Records for processing:
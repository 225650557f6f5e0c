use crate::core::{Cell, Grid, Player, Position};
use serde::{Deserialize, Serialize};

/// Tokens in a row needed to win.
pub const CONNECT_N: usize = 4;

/// Scan directions in tie-break order: row, column, down-right diagonal, down-left diagonal.
pub const DIRECTIONS: [(isize, isize); 4] = [(0, 1), (1, 0), (1, 1), (1, -1)];

/// Outcome of a game as derived from the grid and log.
#[derive(Debug, Clone, PartialEq, Eq, Default)]
pub enum GameResult {
    #[default]
    InProgress,
    Win {
        player: Player,
        cells: Vec<Position>,
    },
    Draw,
}

impl GameResult {
    pub fn is_over(&self) -> bool {
        !matches!(self, GameResult::InProgress)
    }

    pub fn winner(&self) -> Option<Player> {
        match self {
            GameResult::Win { player, .. } => Some(*player),
            _ => None,
        }
    }

    pub fn winning_cells(&self) -> &[Position] {
        match self {
            GameResult::Win { cells, .. } => cells,
            _ => &[],
        }
    }

    pub fn winner_tag(&self) -> Option<WinnerTag> {
        match self {
            GameResult::InProgress => None,
            GameResult::Win { player, .. } => Some(WinnerTag::from(*player)),
            GameResult::Draw => Some(WinnerTag::Draw),
        }
    }
}

/// Compact winner marker used in stored and remote documents: "A", "B" or "D".
#[derive(Debug, Clone, Copy, PartialEq, Eq, Serialize, Deserialize)]
pub enum WinnerTag {
    #[serde(alias = "R")]
    A,
    #[serde(alias = "Y")]
    B,
    #[serde(rename = "D")]
    Draw,
}

impl From<Player> for WinnerTag {
    fn from(player: Player) -> Self {
        match player {
            Player::A => WinnerTag::A,
            Player::B => WinnerTag::B,
        }
    }
}

impl WinnerTag {
    pub fn player(self) -> Option<Player> {
        match self {
            WinnerTag::A => Some(Player::A),
            WinnerTag::B => Some(Player::B),
            WinnerTag::Draw => None,
        }
    }
}

/// Full-board verdict, used where the last placement is unknown.
#[derive(Debug, Clone, Copy, PartialEq, Eq)]
pub enum Terminal {
    InProgress,
    Win(Player),
    Draw,
}

fn step(grid: &Grid, pos: Position, (dr, dc): (isize, isize)) -> Option<Position> {
    let row = pos.row.checked_add_signed(dr)?;
    let col = pos.col.checked_add_signed(dc)?;
    (row < grid.rows() && col < grid.cols()).then(|| Position::new(row, col))
}

/// Winning cells through `pos` for `player`, or empty.
///
/// Runs are collected in board order (the negative end first) and cut to the
/// first [`CONNECT_N`] cells, so a five-in-a-row still reports four cells.
pub fn winning_cells(grid: &Grid, pos: Position, player: Player) -> Vec<Position> {
    let token = player.cell();
    if grid.at(pos) != token {
        return Vec::new();
    }

    for (dr, dc) in DIRECTIONS {
        let mut run = vec![pos];

        let mut cur = pos;
        while let Some(next) = step(grid, cur, (-dr, -dc)) {
            if grid.at(next) != token {
                break;
            }
            run.insert(0, next);
            cur = next;
        }

        let mut cur = pos;
        while let Some(next) = step(grid, cur, (dr, dc)) {
            if grid.at(next) != token {
                break;
            }
            run.push(next);
            cur = next;
        }

        if run.len() >= CONNECT_N {
            run.truncate(CONNECT_N);
            return run;
        }
    }

    Vec::new()
}

/// Result of the placement at `pos` by `player` on an otherwise settled grid.
pub fn result_after(grid: &Grid, pos: Position, player: Player) -> GameResult {
    let cells = winning_cells(grid, pos, player);
    if !cells.is_empty() {
        GameResult::Win { player, cells }
    } else if grid.is_full() {
        GameResult::Draw
    } else {
        GameResult::InProgress
    }
}

/// Calls `f` with the cells of every length-[`CONNECT_N`] line on the board:
/// rows, columns, down-right and up-right diagonals.
pub fn for_each_line<F>(grid: &Grid, mut f: F)
where
    F: FnMut(&[Cell; CONNECT_N]),
{
    let (rows, cols) = (grid.rows(), grid.cols());
    let n = CONNECT_N;
    let mut window = [Cell::Empty; CONNECT_N];

    if cols >= n {
        for r in 0..rows {
            for c in 0..=cols - n {
                for (i, w) in window.iter_mut().enumerate() {
                    *w = grid.get(r, c + i);
                }
                f(&window);
            }
        }
    }
    if rows >= n {
        for c in 0..cols {
            for r in 0..=rows - n {
                for (i, w) in window.iter_mut().enumerate() {
                    *w = grid.get(r + i, c);
                }
                f(&window);
            }
        }
    }
    if rows >= n && cols >= n {
        for r in 0..=rows - n {
            for c in 0..=cols - n {
                for (i, w) in window.iter_mut().enumerate() {
                    *w = grid.get(r + i, c + i);
                }
                f(&window);
            }
        }
        for r in n - 1..rows {
            for c in 0..=cols - n {
                for (i, w) in window.iter_mut().enumerate() {
                    *w = grid.get(r - i, c + i);
                }
                f(&window);
            }
        }
    }
}

fn has_line(grid: &Grid, player: Player) -> bool {
    let token = player.cell();
    let mut found = false;
    for_each_line(grid, |w| {
        if !found && w.iter().all(|&c| c == token) {
            found = true;
        }
    });
    found
}

/// First winning line of `player` anywhere on the board, in row-major order
/// of the cells it passes through, or empty.
pub fn line_of(grid: &Grid, player: Player) -> Vec<Position> {
    (0..grid.rows())
        .flat_map(|row| (0..grid.cols()).map(move |col| Position::new(row, col)))
        .map(|pos| winning_cells(grid, pos, player))
        .find(|cells| !cells.is_empty())
        .unwrap_or_default()
}

/// Scans every board line; A is checked before B.
pub fn terminal_state(grid: &Grid) -> Terminal {
    if has_line(grid, Player::A) {
        Terminal::Win(Player::A)
    } else if has_line(grid, Player::B) {
        Terminal::Win(Player::B)
    } else if grid.is_full() {
        Terminal::Draw
    } else {
        Terminal::InProgress
    }
}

What you should do: Considering each line of the material above, count those with the word "while" and give only the number.

Solution to this task: 2